She thinks the bond gets stronger when she is close. When she moved to the city, it felt like the bond strengthened, like when a washer being put on a screw. It was not all the way on, but.there is still a connection.  Jacquelyn could feel a sense of conniving, and a razor-sharp wit.

So Jacquelyn borrows a map from the Quagmires. Every day she has off, she walks up and down a street. She keeps notes. She pushes the feeling of Looking in the bond. She keeps records on her progress.
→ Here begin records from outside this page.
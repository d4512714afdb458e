use std::collections::{BTreeMap, BTreeSet};

use crate::model::{Condition, ResolvedMetadata};

use super::normalize::NormalizedParameters;

#[derive(Debug, Clone)]
pub struct GroupEntry {
    pub document_index: usize,
    pub document_id: String,
    /// Singleton entries for unresolved documents may lack a year; entries
    /// of resolved groups always carry one.
    pub year: Option<i32>,
    pub lake_name_raw: Option<String>,
    pub parameters: BTreeMap<String, f64>,
}

#[derive(Debug, Clone)]
pub struct LakeGroup {
    pub key: String,
    /// Display name: the first raw lake name seen for the group, falling
    /// back to the canonical key.
    pub display_name: String,
    pub entries: Vec<GroupEntry>,
    pub resolved: bool,
}

impl LakeGroup {
    pub fn distinct_years(&self) -> Vec<i32> {
        let years: BTreeSet<i32> = self.entries.iter().filter_map(|entry| entry.year).collect();
        years.into_iter().collect()
    }
}

/// Clusters documents by canonical lake name using exact match. Documents
/// without a resolved lake name form singleton groups keyed by document id,
/// which can never qualify for trend analysis; documents with a name but no
/// year cannot join an ordered series and are excluded here (the resolver
/// already reported them). Output order is deterministic regardless of
/// input order.
pub fn group_documents(
    items: &[(usize, &ResolvedMetadata, &NormalizedParameters)],
) -> (Vec<LakeGroup>, Vec<Condition>) {
    let mut groups: BTreeMap<String, LakeGroup> = BTreeMap::new();

    for (document_index, metadata, parameters) in items {
        let (key, resolved) = match (&metadata.lake_name_canonical, metadata.year) {
            (Some(canonical), Some(_)) => (canonical.clone(), true),
            (Some(_), None) => continue,
            (None, _) => (format!("doc:{}", metadata.document_id), false),
        };

        let group = groups.entry(key.clone()).or_insert_with(|| LakeGroup {
            display_name: key.clone(),
            key,
            entries: Vec::new(),
            resolved,
        });
        group.entries.push(GroupEntry {
            document_index: *document_index,
            document_id: metadata.document_id.clone(),
            year: metadata.year,
            lake_name_raw: metadata.lake_name_raw.clone(),
            parameters: parameters.values.clone(),
        });
    }

    let mut groups: Vec<LakeGroup> = groups.into_values().collect();
    for group in &mut groups {
        group.entries.sort_by(|left, right| {
            (left.year, &left.document_id).cmp(&(right.year, &right.document_id))
        });

        // Display name comes from the earliest entry so output is identical
        // for any input order.
        if group.resolved {
            if let Some(raw) = group
                .entries
                .iter()
                .find_map(|entry| entry.lake_name_raw.clone())
            {
                group.display_name = raw;
            }
        } else {
            group.display_name = group
                .entries
                .first()
                .map(|entry| entry.document_id.clone())
                .unwrap_or_else(|| group.key.clone());
        }
    }

    let conditions = detect_ambiguous_names(&groups);
    (groups, conditions)
}

/// Flags pairs of canonical names that plausibly refer to the same lake:
/// identical token sets, or one name containing the other as a whole-word
/// phrase. Reported as warnings, never auto-merged.
fn detect_ambiguous_names(groups: &[LakeGroup]) -> Vec<Condition> {
    let named: Vec<&LakeGroup> = groups.iter().filter(|group| group.resolved).collect();
    let mut conditions = Vec::new();

    for (index, left) in named.iter().enumerate() {
        for right in named.iter().skip(index + 1) {
            if suspected_same_lake(&left.key, &right.key) {
                conditions.push(Condition::AmbiguousGrouping {
                    left: left.key.clone(),
                    right: right.key.clone(),
                });
            }
        }
    }

    conditions
}

fn suspected_same_lake(left: &str, right: &str) -> bool {
    let left_tokens: BTreeSet<&str> = left.split_whitespace().collect();
    let right_tokens: BTreeSet<&str> = right.split_whitespace().collect();
    if left_tokens == right_tokens {
        return true;
    }

    contains_phrase(left, right) || contains_phrase(right, left)
}

fn contains_phrase(haystack: &str, needle: &str) -> bool {
    let padded_haystack = format!(" {haystack} ");
    let padded_needle = format!(" {needle} ");
    padded_haystack.contains(&padded_needle)
}
fn default_recommendations() -> Vec<RecommendationRule> {
    let entries: &[(&str, TrendDirection, &str)] = &[
        (
            "hypoxic_volume",
            TrendDirection::Increasing,
            "Hypoxic volume is increasing - implement aeration or nutrient reduction strategies immediately",
        ),
        (
            "hypoxic_volume",
            TrendDirection::Decreasing,
            "Hypoxic volume is decreasing - continue current management practices",
        ),
        (
            "hypoxic_volume_pct",
            TrendDirection::Increasing,
            "Hypoxic volume is increasing - implement aeration or nutrient reduction strategies immediately",
        ),
        (
            "dissolved_oxygen_min",
            TrendDirection::Decreasing,
            "Dissolved oxygen is declining - investigate causes and consider intervention",
        ),
        (
            "orthophosphate",
            TrendDirection::Increasing,
            "Nutrient levels are increasing - review watershed management and implement source controls",
        ),
        (
            "ammonia",
            TrendDirection::Increasing,
            "Nutrient levels are increasing - review watershed management and implement source controls",
        ),
        (
            "cyanobacteria_pct",
            TrendDirection::Increasing,
            "Cyanobacteria dominance is increasing - high HAB risk, implement mitigation measures",
        ),
    ];

    entries
        .iter()
        .map(|(parameter, direction, text)| RecommendationRule {
            parameter: parameter.to_string(),
            direction: *direction,
            text: text.to_string(),
        })
        .collect()
}

#[cfg(test)]
mod tests {
    use super::*;

    #[test]
    fn default_config_passes_validation() {
        let config = RuleConfig::default();
        let warnings = config.validate().expect("default config validates");
        assert!(warnings.is_empty(), "unexpected warnings: {warnings:?}");
    }

    #[test]
    fn default_vocabulary_covers_rubric_keys() {
        let config = RuleConfig::default();
        let vocabulary = config.canonical_vocabulary();

        for rule in &config.critical_parameters {
            assert!(vocabulary.contains(rule.key.as_str()));
        }
        assert!(vocabulary.contains("hypoxic_volume_pct"));
        assert!(vocabulary.contains("copper_sulfate_dose"));
    }

    #[test]
    fn validation_rejects_duplicate_critical_keys() {
        let mut config = RuleConfig::default();
        config
            .critical_parameters
            .push(critical("ammonia", 10, "duplicate"));

        assert!(config.validate().is_err());
    }

    #[test]
    fn validation_rejects_misordered_bands() {
        let mut config = RuleConfig::default();
        config.trajectory.gradual_improvement_min = 0.7;

        assert!(config.validate().is_err());
    }

    #[test]
    fn config_round_trips_through_json() {
        let config = RuleConfig::default();
        let encoded = serde_json::to_string(&config).expect("serializes");
        let decoded: RuleConfig = serde_json::from_str(&encoded).expect("parses");

        assert_eq!(
            decoded.critical_parameters.len(),
            config.critical_parameters.len()
        );
        assert_eq!(decoded.synonyms, config.synonyms);
        assert_eq!(
            decoded.trajectory.significance_level,
            config.trajectory.significance_level
        );
    }

    #[test]
    fn partial_config_falls_back_to_field_defaults() {
        let decoded: RuleConfig = serde_json::from_str(
            r#"{"critical_parameters": [{"key": "dissolved_oxygen_min", "weight": 4}]}"#,
        )
        .expect("parses");

        assert_eq!(decoded.critical_parameters.len(), 1);
        assert_eq!(decoded.critical_parameters[0].weight, 4);
        assert!(!decoded.synonyms.is_empty());
        assert_eq!(decoded.trajectory.significant_improvement_min, 0.6);
    }
}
In the beginning, Jacquelyn only received _Anger_ in return for her feelings. Jacquelyn understands. She wishes that she had recognized when they had met. She was so exhausted during her training, but she should have been able to tell. She won’t give up, the other half of her soul is out there, and she is going to beg their forgiveness. They would only be whole if they were together, and Jacquelyn was going to make it happen.  As Jacquelyn continued to look, day after day, she started to receive _hurt_. She sends back _sorry, so sorry, didn’t mean to ignore them_. Guilt seems to overwhelm Jacquelyn somedays. A few days later she starts receiving playful feelings in return for her efforts. _Can you find me? You are close. Wrong direction, sweetheart_.

The day the sugar bowl was stolen, Jacquelyn was in a meeting with Gustav, M., R., and L. She was fine until she felt _RAGE, BETRAYAL, SADNESS,_ and _OUTRAGE_. She felt her knees give out from underneath her. Gustav catches her and Montgomery hurries over to check her pulse. The soulmates lay her down on the floor, and the Duchess pulls her head into her lap.

It hurts.

Her head hurts. And there is a sinking feeling in her stomach, despair in her chest. She doesn’t know if it is her or her soulmate that feels this way. She can’t separate the emotions.

She can’t breathe.

She starts hyperventilating, and her associates sit her up and put her head between her knees. They are talking to her she knows, but she can’t hear, can’t understand.

_What’s wrong?_ Jacquelyn hopes she sends out none of the panic, but from the instant muffling of the feelings, she knows she doesn’t succeed. For the first time since the bond formed, she feels the full weight of her soulmates regard.

_I must have overwhelmed you. The presence is definite in her head. Sweetheart, you need to breathe. In, out, in out. I can feel your heart beat, can you feel mine? Breath in every seven beats._

Jacquelyn calms.

_I am afraid things are going to be a bit messy soon. Her soulmate sends. It is a pity; I was hoping you would find me. It is just another thing I’ll have to blame [Betrayal, hatred, sadness, loss] for._

Jacquelyn sends _Question_. Her breathing is regulated, and the volunteers around her seem to understand something is going on.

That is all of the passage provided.